→ Data to process
******

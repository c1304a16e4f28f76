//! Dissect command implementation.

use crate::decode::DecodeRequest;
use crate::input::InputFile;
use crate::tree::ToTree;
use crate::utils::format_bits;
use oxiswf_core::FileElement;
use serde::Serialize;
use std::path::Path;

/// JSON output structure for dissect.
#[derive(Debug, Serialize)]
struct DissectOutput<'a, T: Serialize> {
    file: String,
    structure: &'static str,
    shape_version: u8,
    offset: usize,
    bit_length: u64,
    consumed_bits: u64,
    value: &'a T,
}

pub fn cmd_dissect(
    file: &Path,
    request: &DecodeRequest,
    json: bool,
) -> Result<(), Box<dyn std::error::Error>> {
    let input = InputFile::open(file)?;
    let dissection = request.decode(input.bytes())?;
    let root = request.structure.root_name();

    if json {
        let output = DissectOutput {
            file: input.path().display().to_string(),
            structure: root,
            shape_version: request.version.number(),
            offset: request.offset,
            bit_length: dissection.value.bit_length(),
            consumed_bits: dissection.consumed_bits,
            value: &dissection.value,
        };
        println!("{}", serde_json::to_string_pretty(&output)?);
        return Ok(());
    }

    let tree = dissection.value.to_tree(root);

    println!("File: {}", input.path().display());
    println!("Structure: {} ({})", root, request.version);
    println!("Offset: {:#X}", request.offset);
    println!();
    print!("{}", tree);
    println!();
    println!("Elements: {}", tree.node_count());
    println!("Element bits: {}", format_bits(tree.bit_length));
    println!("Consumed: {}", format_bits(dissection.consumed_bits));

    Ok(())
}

******

→ Exercise goal
In the listing above, please print only the lines from the first one to the line where "let input = InputFile::open(file)?;" appears, exactly as written, both of those lines included.

→ Task output
repository c1304a16e4f28f76
//! Dissect command implementation.

use crate::decode::DecodeRequest;
use crate::input::InputFile;
use crate::tree::ToTree;
use crate::utils::format_bits;
use oxiswf_core::FileElement;
use serde::Serialize;
use std::path::Path;

/// JSON output structure for dissect.
#[derive(Debug, Serialize)]
struct DissectOutput<'a, T: Serialize> {
    file: String,
    structure: &'static str,
    shape_version: u8,
    offset: usize,
    bit_length: u64,
    consumed_bits: u64,
    value: &'a T,
}

pub fn cmd_dissect(
    file: &Path,
    request: &DecodeRequest,
    json: bool,
) -> Result<(), Box<dyn std::error::Error>> {
    let input = InputFile::open(file)?;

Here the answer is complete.